Semarak ramadhan akan kita jelang sebentar lagi. Pun begitu masih selalu ada satu hal yang saya risaukan setiap kali Ramadhan datang. P E T A S A N. Ya, hampir di setiap menjelang dan selama bulan suci Ramadhan dentuman petasan dari semua jenisnya mewarnai hampir tiap-tiap waktu. Dari sekedar kembang api, mercon lombok, petasan bumbung, sreng dor cukup membuat jantung deg-degan. Alhasil, bulan yang mestinya khusyuk, tenang menjadi penuh gerutu karena menahan sebal.
Petasan Ramadhan: Teror Kecil-kecilan
Maraknya petasan di bulan Ramadhan bukan tanpa efek. Berapa banyak kita baca berita-berita warga yang terserempet petasan, tahun lalu beberapa pabrik bahan petasan dikabrakan meledak, anak yang meninggal karena petasan meletus ditangan, atau bisa saja orang yang meninggal karena kaget mendengar petasan yang tanpa mengenal waktu. Bayangkan saja, sepulang tarawih atau saat khusyuk sholat tarawih kita terganggu dan terhadang oleh anak-anak muda atau anak-anak kecil yang bermain petasan. Begitu juga petasan yang sudah ‘beroperasi’ di pagi hari saat orang-orang selesai sholat subuh.
Sungguh petasan di bulan Ramadhan termasuk teror kecil-kecilan yang mencemaskan. Bukan sekedar permainan. Seperti juga teror bom yang sempat mengguncang negri kita yang mencoreng moreng wajah Islam dan dakwahnya, petasan juga bisa jadi menjadi teror kecil-kecilan yang diimejkan dengan bulan Ramadhan. Sebab, petasan juga mengganggu kenyamanan orang-orang secara umum, dan menjadikan image bulan Ramadhan sebagai bulan yang semestinya khusyuk, tenang menjadi ‘bulan petasan’ yang memancing gerutu umat diluar Islam juga.

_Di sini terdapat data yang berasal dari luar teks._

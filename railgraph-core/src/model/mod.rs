//! Data model of a railway graph
//!
//! Contains the located nodes with their weighted successor edges and the
//! `(x, y, id)` triplets the simplification algorithms operate on.

mod node;
mod track_point;

pub use node::{Node, NodeKind, Successor};
pub use track_point::TrackPoint;
//! Planar and spherical primitives shared by the segmenter and the
//! simplification algorithms.

mod projection;

use geo::{Coord, Distance as _, Euclidean, Point};
use serde::{Deserialize, Serialize};

pub use projection::LocalTangentPlane;

/// Equatorial radius (WGS84) in meters
pub const EARTH_RADIUS: f64 = 6_378_137.0;

/// Number of decimal digits angles and cosines are rounded to
pub const ANGLE_PRECISION: i32 = 10;

/// Straight-line distance between `a` and `b`.
pub fn euclidean_distance(a: Coord<f64>, b: Coord<f64>) -> f64 {
    Euclidean.distance(Point::from(a), Point::from(b))
}

/// Haversine distance in meters between two `(longitude, latitude)` pairs
/// given in degrees.
pub fn great_circle_distance(a: Coord<f64>, b: Coord<f64>) -> f64 {
    let (lon1, lat1) = (a.x, a.y);
    let (lon2, lat2) = (b.x, b.y);

    let d_lat = (lat2 - lat1).to_radians();
    let d_lon = (lon2 - lon1).to_radians();

    let h = (d_lat / 2.0).sin().powi(2)
        + lat1.to_radians().cos() * lat2.to_radians().cos() * (d_lon / 2.0).sin().powi(2);
    let c = 2.0 * h.sqrt().atan2((1.0 - h).sqrt());

    EARTH_RADIUS * c
}

/// Distance of `p` to the infinite line through `a` and `b`.
///
/// Uses the slope-intercept form `d = |k·px − py + m| / sqrt(k² + 1)`.
/// Degrades to the point distance `|p - a|` if `a == b`; a vertical line
/// yields the horizontal offset `|a.x - p.x|`.
pub fn perpendicular_distance(p: Coord<f64>, a: Coord<f64>, b: Coord<f64>) -> f64 {
    if a == b {
        return euclidean_distance(p, a);
    }

    if a.x == b.x {
        return (a.x - p.x).abs();
    }

    let k = (b.y - a.y) / (b.x - a.x);
    let m = a.y - k * a.x;

    (k * p.x - p.y + m).abs() / (k * k + 1.0).sqrt()
}

/// Angle between the vectors `v1` and `v2` in degrees.
///
/// The cosine is rounded to [`ANGLE_PRECISION`] digits before `acos` so
/// that collinear vectors don't fall out of the domain. Returns `None` if
/// the angle is undefined (e.g. a zero-length vector).
pub fn angle_between(v1: Coord<f64>, v2: Coord<f64>) -> Option<f64> {
    let norm_v = v1.x.hypot(v1.y);
    let norm_w = v2.x.hypot(v2.y);

    let dot = v1.x * v2.x + v1.y * v2.y;
    let cos_angle = round_to_precision(dot / norm_v / norm_w);

    if (-1.0..=1.0).contains(&cos_angle) {
        Some(round_to_precision(cos_angle.acos().to_degrees()))
    } else {
        None
    }
}

/// Angle at `vertex` enclosed by the rays towards `a` and `c`.
///
/// ```text
///  a       c
///   \     /
///    \   /
///     \ /
///    vertex
/// ```
pub fn angle_at_vertex(a: Coord<f64>, vertex: Coord<f64>, c: Coord<f64>) -> Option<f64> {
    angle_between(a - vertex, c - vertex)
}

/// Arithmetic mean of two coordinates.
pub fn midpoint(a: Coord<f64>, b: Coord<f64>) -> Coord<f64> {
    Coord {
        x: (a.x + b.x) / 2.0,
        y: (a.y + b.y) / 2.0,
    }
}

/// Area of the triangle `a`, `b`, `c`.
pub fn triangle_area(a: Coord<f64>, b: Coord<f64>, c: Coord<f64>) -> f64 {
    0.5 * euclidean_distance(a, b) * perpendicular_distance(c, a, b)
}

fn round_to_precision(value: f64) -> f64 {
    let factor = 10f64.powi(ANGLE_PRECISION);
    (value * factor).round() / factor
}

/// Pairwise distance between two node locations.
///
/// Injected wherever edge weights are computed: graph construction,
/// merging and distance recomputation. Any `Fn(Point, Point) -> f64`
/// qualifies.
pub trait DistanceFn: Sync {
    fn distance(&self, a: Point<f64>, b: Point<f64>) -> f64;
}

impl<F> DistanceFn for F
where
    F: Fn(Point<f64>, Point<f64>) -> f64 + Sync,
{
    fn distance(&self, a: Point<f64>, b: Point<f64>) -> f64 {
        self(a, b)
    }
}

/// Built-in distance functions
#[derive(Debug, Clone, Copy, PartialEq, Eq, Default, Serialize, Deserialize)]
#[serde(rename_all = "snake_case")]
pub enum Distance {
    /// Planar distance in coordinate units
    Euclidean,
    /// Haversine distance in meters, coordinates are (lon, lat)
    #[default]
    GreatCircle,
}

impl DistanceFn for Distance {
    fn distance(&self, a: Point<f64>, b: Point<f64>) -> f64 {
        match self {
            Distance::Euclidean => euclidean_distance(a.0, b.0),
            Distance::GreatCircle => great_circle_distance(a.0, b.0),
        }
    }
}
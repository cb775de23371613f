use super::check_finite;
use crate::geometry::angle_at_vertex;
use crate::{Error, TrackPoint};

pub(super) fn check_epsilon(epsilon: f64) -> Result<(), Error> {
    if epsilon > 0.0 && epsilon <= 180.0 {
        Ok(())
    } else {
        Err(Error::InvalidArgument(format!(
            "Angle epsilon must be in (0, 180], got {epsilon}"
        )))
    }
}

/// Angle-based reduction.
///
/// Sweeps from the second to the second-to-last point and measures the
/// angle each point encloses with its current neighbors. A point is kept
/// if that angle is defined, non-zero and strictly smaller than `epsilon`
/// degrees; otherwise it is dropped and its successor is tested against
/// the same predecessor. Straight stretches (180°) are therefore always
/// removed.
///
/// # Errors
///
/// [`Error::InvalidArgument`] unless `0 < epsilon <= 180`,
/// [`Error::InvalidInput`] for non-finite coordinates.
pub fn anglereduce(points: &[TrackPoint], epsilon: f64) -> Result<Vec<TrackPoint>, Error> {
    check_epsilon(epsilon)?;
    check_finite(points)?;

    let [first, rest @ .., last] = points else {
        return Ok(points.to_vec());
    };
    if rest.is_empty() {
        return Ok(points.to_vec());
    }

    let mut reduced = Vec::with_capacity(points.len());
    reduced.push(*first);

    let mut candidate = rest[0];
    for next in rest[1..].iter().chain(std::iter::once(last)) {
        let prev = reduced.last().copied().unwrap_or(*first);
        let keep = matches!(
            angle_at_vertex(prev.coord(), candidate.coord(), next.coord()),
            Some(angle) if angle > 0.0 && angle < epsilon
        );
        if keep {
            reduced.push(candidate);
        }
        candidate = *next;
    }

    reduced.push(*last);
    Ok(reduced)
}
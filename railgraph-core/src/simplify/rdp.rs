use super::check_finite;
use crate::geometry::perpendicular_distance;
use crate::{Error, TrackPoint};

pub(super) fn check_epsilon(epsilon: f64) -> Result<(), Error> {
    if epsilon.is_finite() && epsilon >= 0.0 {
        Ok(())
    } else {
        Err(Error::InvalidArgument(format!(
            "RDP epsilon must be a finite non-negative number, got {epsilon}"
        )))
    }
}

/// Ramer-Douglas-Peucker simplification.
///
/// Finds the point farthest from the line through the first and the last
/// point. If its distance exceeds `epsilon` both halves split at that point
/// are simplified in turn, otherwise only the two endpoints are kept. The
/// first maximum wins on ties.
///
/// The chain is processed with an explicit stack, so long straight lines
/// don't grow the call stack.
///
/// # Errors
///
/// [`Error::InvalidArgument`] for a negative or non-finite `epsilon`,
/// [`Error::InvalidInput`] for non-finite coordinates.
pub fn rdp(points: &[TrackPoint], epsilon: f64) -> Result<Vec<TrackPoint>, Error> {
    check_epsilon(epsilon)?;
    check_finite(points)?;

    if points.len() < 3 {
        return Ok(points.to_vec());
    }

    let last = points.len() - 1;
    let mut keep = vec![false; points.len()];
    keep[0] = true;
    keep[last] = true;

    let mut stack = vec![(0, last)];
    while let Some((start, end)) = stack.pop() {
        if end - start < 2 {
            continue;
        }

        let (a, b) = (points[start].coord(), points[end].coord());
        let mut dmax = 0.0;
        let mut index = start;
        for (i, point) in points.iter().enumerate().take(end).skip(start + 1) {
            let d = perpendicular_distance(point.coord(), a, b);
            if d > dmax {
                index = i;
                dmax = d;
            }
        }

        if dmax > epsilon {
            keep[index] = true;
            stack.push((index, end));
            stack.push((start, index));
        }
    }

    Ok(points
        .iter()
        .zip(keep)
        .filter_map(|(point, kept)| kept.then_some(*point))
        .collect())
}

#[cfg(test)]
mod tests {
    use super::*;
    use crate::NodeId;

    fn points(data: &[(f64, f64, NodeId)]) -> Vec<TrackPoint> {
        data.iter().copied().map(TrackPoint::from).collect()
    }

    fn ids(points: &[TrackPoint]) -> Vec<NodeId> {
        points.iter().map(|p| p.id).collect()
    }

    fn zigzag() -> Vec<TrackPoint> {
        points(&[(0.0, 0.0, 1), (1.0, 1.0, 2), (2.0, 0.0, 3), (3.0, 1.0, 4), (4.0, 0.0, 5)])
    }

    /// A wavy line with uneven amplitude
    fn wave(n: usize) -> Vec<TrackPoint> {
        (0..n)
            .map(|i| {
                let x = i as f64 * 0.1;
                TrackPoint::new(x, (x * 1.7).sin() * (1.0 + (x * 0.3).cos()), i as NodeId)
            })
            .collect()
    }

    #[test]
    fn collinear_points_collapse() {
        let line = points(&[(1.0, 1.0, 1), (2.0, 1.0, 2), (4.0, 1.0, 3), (6.0, 1.0, 4)]);
        let expected = points(&[(1.0, 1.0, 1), (6.0, 1.0, 4)]);
        assert_eq!(rdp(&line, 0.0).unwrap(), expected);
        assert_eq!(rdp(&line, 5.0).unwrap(), expected);
    }

    #[test]
    fn vertical_line_collapses() {
        let line = points(&[(3.0, 1.0, 1), (3.0, 2.0, 2), (3.0, 5.0, 3), (3.0, 7.0, 4)]);
        assert_eq!(ids(&rdp(&line, 0.0).unwrap()), vec![1, 4]);
    }

    #[test]
    fn tolerance_controls_kept_points() {
        let zigzag = zigzag();
        assert_eq!(ids(&rdp(&zigzag, 0.5).unwrap()), vec![1, 2, 3, 4, 5]);
        assert_eq!(ids(&rdp(&zigzag, 0.8).unwrap()), vec![1, 2, 5]);
        assert_eq!(ids(&rdp(&zigzag, 1.5).unwrap()), vec![1, 5]);
    }

    #[test]
    fn short_lists_are_unchanged() {
        let two = points(&[(0.0, 0.0, 1), (5.0, 5.0, 2)]);
        assert_eq!(rdp(&two, 1.0).unwrap(), two);
        assert!(rdp(&[], 1.0).unwrap().is_empty());
    }

    #[test]
    fn idempotent_and_keeps_endpoints() {
        let line = wave(400);
        for epsilon in [0.0, 0.001, 0.05, 0.3, 2.0] {
            let once = rdp(&line, epsilon).unwrap();
            assert_eq!(rdp(&once, epsilon).unwrap(), once, "epsilon {epsilon}");
            assert_eq!(once.first(), line.first());
            assert_eq!(once.last(), line.last());
        }
    }

    #[test]
    fn result_is_a_subsequence() {
        let line = wave(200);
        let simplified = rdp(&line, 0.05).unwrap();
        let mut remaining = line.iter();
        assert!(
            simplified
                .iter()
                .all(|p| remaining.any(|original| original == p))
        );
    }

    #[test]
    fn invalid_epsilon() {
        let zigzag = zigzag();
        for epsilon in [-0.1, f64::NAN, f64::INFINITY] {
            assert!(matches!(
                rdp(&zigzag, epsilon),
                Err(Error::InvalidArgument(_))
            ));
        }
    }
}
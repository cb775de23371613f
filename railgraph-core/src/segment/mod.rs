//! Decomposition of a graph into linear segments
//!
//! A segment is a simple path whose two ends are endpoints or junctions and
//! whose interior nodes have exactly two neighbors. Segmenters are lazy
//! iterators over a borrowed [`GraphStore`](crate::GraphStore); they only
//! keep node ids for their own bookkeeping.

mod endpoints;
mod stations;
mod walk;

use geo::LineString;
use serde::{Deserialize, Serialize};

use crate::{Error, Node, NodeId, TrackPoint};

pub use endpoints::EsSegmenter;
pub use stations::StationSplitter;

/// An ordered path of nodes produced by a [`Segmenter`]
#[derive(Debug, Clone, PartialEq)]
pub struct Segment {
    pub nodes: Vec<Node>,
}

impl Segment {
    pub fn new(nodes: Vec<Node>) -> Self {
        Self { nodes }
    }

    pub fn len(&self) -> usize {
        self.nodes.len()
    }

    pub fn is_empty(&self) -> bool {
        self.nodes.is_empty()
    }

    pub fn ids(&self) -> Vec<NodeId> {
        self.nodes.iter().map(|n| n.id).collect()
    }

    /// The `(x, y, id)` points the simplification algorithms consume
    pub fn triplets(&self) -> Vec<TrackPoint> {
        self.nodes.iter().map(Node::triplet).collect()
    }

    pub fn line_string(&self) -> LineString<f64> {
        self.nodes.iter().map(|n| n.loc.0).collect()
    }

    /// Ids of junctions the segment passes through (not its two ends).
    ///
    /// A walk passes a junction whose other branches all lead back into
    /// the path, and continuous segments pass junctions on purpose.
    pub fn interior_junctions(&self) -> impl Iterator<Item = NodeId> + '_ {
        let inner = match self.nodes.as_slice() {
            [_, inner @ .., _] => inner,
            _ => &[],
        };
        inner.iter().filter(|n| n.is_junction()).map(|n| n.id)
    }
}

/// A lazy, finite, non-restartable sequence of segments.
///
/// Storage errors are yielded as `Err` and end the sequence.
pub trait Segmenter: Iterator<Item = Result<Segment, Error>> {
    /// Advisory forecast of the number of segments, for progress reporting
    /// only.
    fn estimated_num_segments(&self) -> usize;
}

impl<T: Segmenter + ?Sized> Segmenter for Box<T> {
    fn estimated_num_segments(&self) -> usize {
        (**self).estimated_num_segments()
    }
}

/// Which segmenter a pipeline run uses
#[derive(Debug, Clone, Copy, PartialEq, Eq, Default, Serialize, Deserialize)]
#[serde(rename_all = "snake_case")]
pub enum SegmenterKind {
    /// Segments stop at every endpoint and junction
    #[default]
    Endpoints,
    /// Segments continue through junctions along the straightest branch
    Continuous,
}

#[cfg(test)]
mod tests {
    use geo::{Point, coord};

    use super::*;
    use crate::Successor;

    fn node(id: NodeId, x: f64, neighbors: &[NodeId]) -> Node {
        Node::new(id, Point::new(x, 1.0))
            .with_successors(neighbors.iter().map(|&n| Successor::new(n, 1.0)))
    }

    #[test]
    fn segment_views() {
        let segment = Segment::new(vec![
            node(4, 0.0, &[7]),
            node(7, 1.0, &[4, 2, 9, 10]),
            node(2, 2.0, &[7, 3]),
            node(3, 3.0, &[2]),
        ]);

        assert_eq!(segment.ids(), vec![4, 7, 2, 3]);
        assert_eq!(segment.triplets()[1], TrackPoint::new(1.0, 1.0, 7));
        assert_eq!(segment.line_string().0[3], coord! { x: 3.0, y: 1.0 });
        assert_eq!(segment.interior_junctions().collect::<Vec<_>>(), vec![7]);
    }

    #[test]
    fn ends_are_not_interior() {
        let segment = Segment::new(vec![node(1, 0.0, &[2, 5, 6]), node(2, 1.0, &[1, 7, 8])]);
        assert_eq!(segment.interior_junctions().count(), 0);
    }
}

Ramadhan Tanpa Petasan: Harapan Kita
Saya pikir bukan berlebihan jika kita mengharap tradisi petasan semestinya mendapatkan perhatian serius. Jika hal-hal kecil seperti petasan, miras dengan skala kecil saja tidak mendapat tindakan tegas, tak heran jika masyarakat kita menjadi biasa saja dengan melakukan kesenangan-kesenangan yang merugikan orang lain
Semestinya razia pemasok ,penjual atau pengguna petasan juga dilakukan dengan serius oleh aparat setempat . Jangan hanya dianggap sebagai hal biasa, rezeki tahunan, sehingga diremehkan pengawasannya, dan menghilangkan efek sosial yang ditimbulkan. Begitu juga orang tua, orang-orang dewasa juga semestinya tidak membiarkan anak-anak mereka memainkan petasan dengan bergerombol, dipinggir-pinggir jalan yang artinya membiarkan mereka mengganggu ketertiban dan kenyamanan orang lain. Meskipun kadang yang memprihatinkan, justru orang-orang dewasa yang menganggap ‘biasa’ membelikan, mengajari anak-anak mereka bermain petasan dengan suka suka. Apa mungkin ini menjadi karakter masyarakat kita yang sangat suka melakukan hal-hal yang menyenangkan dan memuaskan diri sendiri dan tidak hirau dengan ketertiban sama halnya dengan membuka knalpot kendaraan yang bersuara bising?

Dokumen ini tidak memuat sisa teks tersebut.